I checked that the CR2 file could be loaded by the software I had at hand (Canon DPP, DxO Optics Pro, and Photoshop). If you want to play around with them, you can download the files from the following links:
- Original raw file (falls under the original BossBase license)
- Edited raw file (please see below for license details)
The BossBase data set came with a license that allowed re-use of the images for scientific purposes (exact text below). I am happy for the edited raw file to fall under similar license conditions.
Please note that there are details in the writing process that allow me to distinguish between an original and an edited raw file. However, it would not take a huge effort to remove the obvious distinguishing features. In any case, I am confident that the edited raw file will pass scrutiny by a non-expert. Given the ease with which this was done, I think it’s about time people stop assuming that a raw file is sufficient evidence of authenticity or originality. It would also be a good thing if researchers started looking at the forensics of camera raw files with the same level of attention they have given to JPEG encoded images.
Do you have a question, or would like to weigh in?
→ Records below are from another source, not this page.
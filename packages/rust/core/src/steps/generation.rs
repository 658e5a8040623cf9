//! Question generation, persistence and response shaping.

use std::collections::HashSet;
use std::sync::Arc;

use async_trait::async_trait;
use chapterquiz_shared::{
    Chapter, GenerationModel, PipelineSettings, Question, QuestionStore, QuizError, RawQuestion,
    Result, RowId, VectorIndex,
};
use serde_json::Value;
use tracing::{debug, info, instrument, warn};

use crate::format::generation_response;
use crate::graph::Step;
use crate::prompts::{generation_prompt, json_object_slice, truncate_chars};
use crate::state::{ApiResponse, WorkflowState, require, require_id};

// ---------------------------------------------------------------------------
// Reply parsing
// ---------------------------------------------------------------------------

/// Parse one chapter's generation reply into usable questions.
///
/// The reply must hold a JSON object with `chapter_name` and a
/// `questions_answers` array. Individual questions that fail normalization
/// are dropped; a reply left with none is an error.
pub fn parse_chapter_reply(reply: &str) -> std::result::Result<Vec<Question>, String> {
    if reply.trim().is_empty() {
        return Err("empty reply".into());
    }
    let json = json_object_slice(reply).ok_or("no JSON object in reply")?;
    let value: Value = serde_json::from_str(json).map_err(|e| format!("malformed JSON: {e}"))?;

    if value.get("chapter_name").is_none() {
        return Err("missing chapter_name".into());
    }
    let Some(items) = value.get("questions_answers").and_then(Value::as_array) else {
        return Err("missing questions_answers".into());
    };

    let questions: Vec<Question> = items
        .iter()
        .filter_map(|item| {
            let raw: RawQuestion = match serde_json::from_value(item.clone()) {
                Ok(raw) => raw,
                Err(e) => {
                    debug!(error = %e, "dropping unreadable question");
                    return None;
                }
            };
            match raw.normalize() {
                Ok(q) => Some(Question {
                    question_id: None,
                    ..q
                }),
                Err(reason) => {
                    debug!(%reason, "dropping question");
                    None
                }
            }
        })
        .collect();

    if questions.is_empty() {
        return Err("no usable questions".into());
    }
    Ok(questions)
}

/// Number chapters from 1 and questions sequentially from `first_id`.
pub fn assign_identifiers(chapters: &[Chapter], first_id: u32) -> Vec<Chapter> {
    let mut next_id = first_id;
    chapters
        .iter()
        .enumerate()
        .map(|(i, chapter)| Chapter {
            chapter_name: chapter.chapter_name.clone(),
            chapter_number: i as u32 + 1,
            questions_answers: chapter
                .questions_answers
                .iter()
                .map(|q| {
                    let id = next_id;
                    next_id += 1;
                    Question {
                        question_id: Some(id),
                        ..q.clone()
                    }
                })
                .collect(),
        })
        .collect()
}

// ---------------------------------------------------------------------------
// GenerateQuestions
// ---------------------------------------------------------------------------

/// Discovers the book's chapters and asks the model for questions per chapter.
pub struct GenerateQuestions {
    index: Arc<dyn VectorIndex>,
    model: Arc<dyn GenerationModel>,
    discovery_k: usize,
    chunks_per_chapter: usize,
    char_budget: usize,
}

impl GenerateQuestions {
    pub fn new(
        index: Arc<dyn VectorIndex>,
        model: Arc<dyn GenerationModel>,
        settings: &PipelineSettings,
    ) -> Self {
        Self {
            index,
            model,
            discovery_k: settings.chapter_discovery_k,
            chunks_per_chapter: settings.chunks_per_chapter,
            char_budget: settings.chunk_char_budget,
        }
    }

    /// Chapter names in book order, at most `discovery_k` of them.
    async fn discover_chapters(&self, book_id: &str) -> Result<Vec<String>> {
        let names = self.index.chapters(book_id, self.discovery_k).await?;
        let mut seen = HashSet::new();
        Ok(names
            .into_iter()
            .filter(|name| !name.trim().is_empty() && seen.insert(name.clone()))
            .collect())
    }

    /// `Ok(None)` when the chapter is skipped.
    async fn generate_chapter(&self, book_id: &str, chapter_name: &str) -> Result<Option<Vec<Question>>> {
        let query = format!("Chapter: {chapter_name}");
        let chunks = self
            .index
            .top_k(book_id, &query, self.chunks_per_chapter)
            .await?;
        if chunks.is_empty() {
            warn!(chapter = chapter_name, "no text retrieved, skipping chapter");
            return Ok(None);
        }

        let joined = chunks
            .iter()
            .map(|c| c.text.as_str())
            .collect::<Vec<_>>()
            .join(" ");
        let text = truncate_chars(&joined, self.char_budget);

        let reply = match self.model.complete(&generation_prompt(chapter_name, text)).await {
            Ok(reply) => reply,
            Err(e) => {
                warn!(chapter = chapter_name, error = %e, "generation call failed, skipping chapter");
                return Ok(None);
            }
        };

        match parse_chapter_reply(&reply) {
            Ok(questions) => Ok(Some(questions)),
            Err(reason) => {
                warn!(chapter = chapter_name, %reason, "unusable reply, skipping chapter");
                Ok(None)
            }
        }
    }
}

#[async_trait]
impl Step<WorkflowState> for GenerateQuestions {
    #[instrument(skip_all, fields(book_id = ?state.book_id))]
    async fn run(&self, state: &WorkflowState) -> Result<WorkflowState> {
        let book_id = require_id(&state.book_id, "book_id")?;
        require_id(&state.user_id, "user_id")?;

        let names = self.discover_chapters(book_id).await?;
        if names.is_empty() {
            return Err(QuizError::Generation(format!(
                "no chapters indexed for book {book_id}"
            )));
        }
        info!(chapters = names.len(), "generating questions");

        let mut chapters: Vec<Chapter> = Vec::with_capacity(names.len());
        for name in names {
            if let Some(questions) = self.generate_chapter(book_id, &name).await? {
                chapters.push(Chapter {
                    chapter_name: name,
                    chapter_number: chapters.len() as u32 + 1,
                    questions_answers: questions,
                });
            }
        }

        if chapters.is_empty() {
            return Err(QuizError::Generation(
                "no chapter produced usable questions".into(),
            ));
        }

        info!(
            chapters = chapters.len(),
            questions = Chapter::count_questions(&chapters),
            "questions generated"
        );
        Ok(WorkflowState {
            questions_answers: chapters,
            ..state.clone()
        })
    }
}

// ---------------------------------------------------------------------------
// StoreQuestions
// ---------------------------------------------------------------------------

/// Assigns identifiers and upserts the set for `(user_id, book_id)`.
pub struct StoreQuestions {
    store: Arc<dyn QuestionStore>,
    first_question_id: u32,
}

impl StoreQuestions {
    pub fn new(store: Arc<dyn QuestionStore>, first_question_id: u32) -> Self {
        Self {
            store,
            first_question_id,
        }
    }
}

#[async_trait]
impl Step<WorkflowState> for StoreQuestions {
    #[instrument(skip_all, fields(book_id = ?state.book_id, user_id = ?state.user_id))]
    async fn run(&self, state: &WorkflowState) -> Result<WorkflowState> {
        let user_id = require_id(&state.user_id, "user_id")?;
        let book_id = require_id(&state.book_id, "book_id")?;
        if state.questions_answers.is_empty() {
            return Err(QuizError::Persistence("no questions to store".into()));
        }

        let chapters = assign_identifiers(&state.questions_answers, self.first_question_id);
        let row_id = state.row_id.clone().unwrap_or_else(RowId::generate);
        let stored = self.store.upsert(user_id, book_id, &row_id, &chapters).await?;
        info!(row_id = %stored, "question set stored");

        Ok(WorkflowState {
            row_id: Some(stored),
            questions_answers: chapters,
            ..state.clone()
        })
    }
}

// ---------------------------------------------------------------------------
// FetchStoredQuestions
// ---------------------------------------------------------------------------

/// Loads the stored set for `(user_id, book_id)`.
pub struct FetchStoredQuestions {
    store: Arc<dyn QuestionStore>,
}

impl FetchStoredQuestions {
    pub fn new(store: Arc<dyn QuestionStore>) -> Self {
        Self { store }
    }
}

#[async_trait]
impl Step<WorkflowState> for FetchStoredQuestions {
    #[instrument(skip_all, fields(book_id = ?state.book_id, user_id = ?state.user_id))]
    async fn run(&self, state: &WorkflowState) -> Result<WorkflowState> {
        let user_id = require_id(&state.user_id, "user_id")?;
        let book_id = require_id(&state.book_id, "book_id")?;

        let Some(set) = self.store.fetch_by_user_book(user_id, book_id).await? else {
            return Err(QuizError::not_found(format!(
                "No stored questions for user {user_id} and book {book_id}"
            )));
        };
        debug!(row_id = %set.row_id, chapters = set.chapters.len(), "loaded stored set");

        Ok(WorkflowState {
            row_id: Some(set.row_id),
            questions_answers: set.chapters,
            created_on: Some(set.created_on),
            ..state.clone()
        })
    }
}

// ---------------------------------------------------------------------------
// FormatApiResponse
// ---------------------------------------------------------------------------

/// Flattens the stored set into the generation response.
pub struct FormatApiResponse {
    max_questions: usize,
}

impl FormatApiResponse {
    pub fn new(max_questions: usize) -> Self {
        Self { max_questions }
    }
}

#[async_trait]
impl Step<WorkflowState> for FormatApiResponse {
    async fn run(&self, state: &WorkflowState) -> Result<WorkflowState> {
        let user_id = require_id(&state.user_id, "user_id")?;
        let book_id = require_id(&state.book_id, "book_id")?;
        let row_id = require(&state.row_id, "row_id")?;
        let created_on = require(&state.created_on, "created_on")?;

        let limit = state
            .total_questions
            .map_or(self.max_questions, |n| n.min(self.max_questions));
        let response = generation_response(
            user_id,
            book_id,
            row_id,
            *created_on,
            &state.questions_answers,
            limit,
        );

        Ok(WorkflowState {
            api_response: Some(ApiResponse::Generation(response)),
            ..state.clone()
        })
    }
}
//! Input resolution and embedding steps.

use std::path::{Path, PathBuf};
use std::sync::Arc;

use async_trait::async_trait;
use chapterquiz_shared::{
    QuizError, Result, S3Locator, StorageResolver, TextExtractor, VectorIndex,
};
use tracing::{debug, info, instrument};

use crate::graph::Step;
use crate::state::{ScratchFile, WorkflowState, require_id};

/// Materializes the uploaded or referenced document into a scratch file.
pub struct PrepareInput {
    resolver: Arc<dyn StorageResolver>,
    scratch_dir: PathBuf,
}

impl PrepareInput {
    pub fn new(resolver: Arc<dyn StorageResolver>, scratch_dir: impl Into<PathBuf>) -> Self {
        Self {
            resolver,
            scratch_dir: scratch_dir.into(),
        }
    }

    async fn resolve_bytes(&self, state: &WorkflowState) -> Result<Arc<[u8]>> {
        let s3_url = state
            .s3_url
            .as_deref()
            .map(str::trim)
            .filter(|s| !s.is_empty());

        match (&state.file_content, s3_url) {
            (Some(_), Some(_)) => Err(QuizError::input(
                "Provide either an uploaded file or an S3 URL, not both",
            )),
            (None, None) => Err(QuizError::input(
                "Provide either an uploaded file or an S3 URL",
            )),
            (Some(content), None) => {
                if content.is_empty() {
                    return Err(QuizError::input("Uploaded file is empty"));
                }
                Ok(Arc::clone(content))
            }
            (None, Some(url)) => {
                let locator = S3Locator::parse(url)?;
                let bytes = self.resolver.fetch(&locator).await?;
                if bytes.is_empty() {
                    return Err(QuizError::Storage(format!("{locator}: object is empty")));
                }
                debug!(%locator, bytes = bytes.len(), "resolved object");
                Ok(Arc::from(bytes))
            }
        }
    }
}

#[async_trait]
impl Step<WorkflowState> for PrepareInput {
    #[instrument(skip_all, fields(book_id = ?state.book_id))]
    async fn run(&self, state: &WorkflowState) -> Result<WorkflowState> {
        let bytes = self.resolve_bytes(state).await?;
        let scratch = ScratchFile::create(&self.scratch_dir, &bytes).await?;

        Ok(WorkflowState {
            scratch_file: Some(Arc::new(scratch)),
            ..state.clone()
        })
    }
}

/// Asks the vector index whether the book is already indexed.
pub struct CheckEmbeddings {
    index: Arc<dyn VectorIndex>,
}

impl CheckEmbeddings {
    pub fn new(index: Arc<dyn VectorIndex>) -> Self {
        Self { index }
    }
}

#[async_trait]
impl Step<WorkflowState> for CheckEmbeddings {
    #[instrument(skip_all, fields(book_id = ?state.book_id))]
    async fn run(&self, state: &WorkflowState) -> Result<WorkflowState> {
        let book_id = require_id(&state.book_id, "book_id")?;
        let exists = self.index.exists(book_id).await?;
        info!(book_id, exists, "checked embeddings");

        // nothing downstream reads the document once the book is indexed
        let scratch_file = if exists {
            state.release_scratch();
            None
        } else {
            state.scratch_file.clone()
        };

        Ok(WorkflowState {
            embeddings_exist: Some(exists),
            scratch_file,
            ..state.clone()
        })
    }
}

/// Extracts chapters from the scratch file and indexes them.
///
/// The scratch file is deleted whether or not indexing succeeds.
pub struct GenerateEmbeddings {
    extractor: Arc<dyn TextExtractor>,
    index: Arc<dyn VectorIndex>,
}

impl GenerateEmbeddings {
    pub fn new(extractor: Arc<dyn TextExtractor>, index: Arc<dyn VectorIndex>) -> Self {
        Self { extractor, index }
    }

    async fn embed(&self, state: &WorkflowState, path: &Path) -> Result<usize> {
        let book_id = require_id(&state.book_id, "book_id")?;
        let chapters = self.extractor.extract(path).await?;
        if chapters.is_empty() {
            return Err(QuizError::input("No chapter text found in the document"));
        }
        self.index.index(book_id, &chapters).await?;
        Ok(chapters.len())
    }
}

#[async_trait]
impl Step<WorkflowState> for GenerateEmbeddings {
    #[instrument(skip_all, fields(book_id = ?state.book_id))]
    async fn run(&self, state: &WorkflowState) -> Result<WorkflowState> {
        let Some(scratch) = state.scratch_file.clone() else {
            return Err(QuizError::config("scratch file is required"));
        };

        let outcome = self.embed(state, scratch.path()).await;
        scratch.release();
        let chapters = outcome?;

        info!(chapters, "book indexed");
        Ok(WorkflowState {
            scratch_file: None,
            ..state.clone()
        })
    }
}

#[cfg(test)]
mod tests {
    use super::*;
    use crate::testing::{FixedExtractor, MemoryIndex, MemoryResolver, two_chapters};
    use chapterquiz_shared::ChapterText;
    use tempfile::TempDir;

    fn upload(bytes: &[u8]) -> WorkflowState {
        WorkflowState {
            book_id: Some("book-1".into()),
            user_id: Some("user-1".into()),
            file_content: Some(Arc::from(bytes.to_vec())),
            ..WorkflowState::default()
        }
    }

    fn prepare(resolver: MemoryResolver) -> (PrepareInput, TempDir) {
        let dir = tempfile::tempdir().unwrap();
        (PrepareInput::new(Arc::new(resolver), dir.path()), dir)
    }

    #[tokio::test]
    async fn upload_is_written_to_scratch() {
        let (step, _dir) = prepare(MemoryResolver::default());
        let state = step
            .run(&upload(b"CHAPTER 1:- A\ntext"))
            .await
            .unwrap();
        let scratch = state.scratch_file.as_ref().unwrap();
        assert_eq!(std::fs::read(scratch.path()).unwrap(), b"CHAPTER 1:- A\ntext");
    }

    #[tokio::test]
    async fn s3_object_is_fetched() {
        let (step, _dir) = prepare(MemoryResolver::with_object("s3://books/a.txt", b"remote"));
        let state = WorkflowState {
            s3_url: Some("s3://books/a.txt".into()),
            ..WorkflowState::default()
        };
        let next = step.run(&state).await.unwrap();
        let path = next.scratch_file.as_ref().unwrap().path().to_path_buf();
        assert_eq!(std::fs::read(&path).unwrap(), b"remote");
        // input state is untouched
        assert!(state.scratch_file.is_none());
    }

    #[tokio::test]
    async fn both_or_neither_source_is_input_error() {
        let (step, _dir) = prepare(MemoryResolver::default());

        let both = WorkflowState {
            s3_url: Some("s3://books/a.txt".into()),
            ..upload(b"x")
        };
        assert!(matches!(step.run(&both).await.unwrap_err(), QuizError::Input { .. }));

        let neither = WorkflowState::default();
        assert!(matches!(step.run(&neither).await.unwrap_err(), QuizError::Input { .. }));

        let empty = upload(b"");
        assert!(matches!(step.run(&empty).await.unwrap_err(), QuizError::Input { .. }));
    }

    #[tokio::test]
    async fn bad_locator_is_storage_error() {
        let (step, _dir) = prepare(MemoryResolver::default());
        for url in ["https://books/a.txt", "s3://books", "s3://books/missing.txt"] {
            let state = WorkflowState {
                s3_url: Some(url.into()),
                ..WorkflowState::default()
            };
            let err = step.run(&state).await.unwrap_err();
            assert!(matches!(err, QuizError::Storage(_)), "{url}: {err}");
        }
    }

    #[tokio::test]
    async fn check_requires_book_id() {
        let step = CheckEmbeddings::new(Arc::new(MemoryIndex::new()));
        let err = step.run(&WorkflowState::default()).await.unwrap_err();
        assert!(matches!(err, QuizError::Config { .. }));
    }

    #[tokio::test]
    async fn check_releases_scratch_when_indexed() {
        let index = MemoryIndex::with_book("book-1", two_chapters());
        let (step, _dir) = prepare(MemoryResolver::default());
        let staged = step
            .run(&upload(b"doc"))
            .await
            .unwrap();
        let path = staged.scratch_file.as_ref().unwrap().path().to_path_buf();

        let next = CheckEmbeddings::new(Arc::new(index)).run(&staged).await.unwrap();
        assert_eq!(next.embeddings_exist, Some(true));
        assert!(next.scratch_file.is_none());
        assert!(!path.exists());
    }

    #[tokio::test]
    async fn check_keeps_scratch_when_not_indexed() {
        let (step, _dir) = prepare(MemoryResolver::default());
        let staged = step
            .run(&upload(b"doc"))
            .await
            .unwrap();
        let next = CheckEmbeddings::new(Arc::new(MemoryIndex::new()))
            .run(&staged)
            .await
            .unwrap();
        assert_eq!(next.embeddings_exist, Some(false));
        assert!(next.scratch_file.as_ref().unwrap().path().exists());
    }

    #[tokio::test]
    async fn embedding_indexes_and_removes_scratch() {
        let index = Arc::new(MemoryIndex::new());
        let (step, _dir) = prepare(MemoryResolver::default());
        let staged = step
            .run(&upload(b"doc"))
            .await
            .unwrap();
        let path = staged.scratch_file.as_ref().unwrap().path().to_path_buf();

        let step = GenerateEmbeddings::new(Arc::new(FixedExtractor::new(two_chapters())), index.clone());
        let next = step.run(&staged).await.unwrap();

        assert!(next.scratch_file.is_none());
        assert!(!path.exists());
        assert!(index.exists("book-1").await.unwrap());
        let all: Vec<ChapterText> = index.top_k("book-1", "", 50).await.unwrap();
        assert_eq!(all.len(), 2);
    }

    #[tokio::test]
    async fn embedding_failure_still_removes_scratch() {
        for (extractor, index) in [
            (FixedExtractor::failing(), MemoryIndex::new()),
            (FixedExtractor::new(two_chapters()), MemoryIndex::failing()),
        ] {
            let (step, _dir) = prepare(MemoryResolver::default());
            let staged = step
                .run(&upload(b"doc"))
                .await
                .unwrap();
            let path = staged.scratch_file.as_ref().unwrap().path().to_path_buf();

            let step = GenerateEmbeddings::new(Arc::new(extractor), Arc::new(index));
            assert!(step.run(&staged).await.is_err());
            assert!(!path.exists());
        }
    }
}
Let me know.
- Patrick Bas, Tomáš Filler, and Tomáš Pevný. 2011. “Break our steganographic system”: the ins and outs of organizing BOSS. In Proceedings of the 13th international conference on Information hiding (IH’11), Springer-Verlag, Berlin, Heidelberg, pp. 59-70.
BossBase Images License:
- This work can only be used for scientific purposes.
- It has to be cited as the “BOSSbase” or the “database from the BOSS contest”.
- You may not use this work for commercial purposes.
- For any reuse or distribution, you must make clear to others the license terms of this work.
- Any of the above conditions can be waived if you get permission from the copyright holder.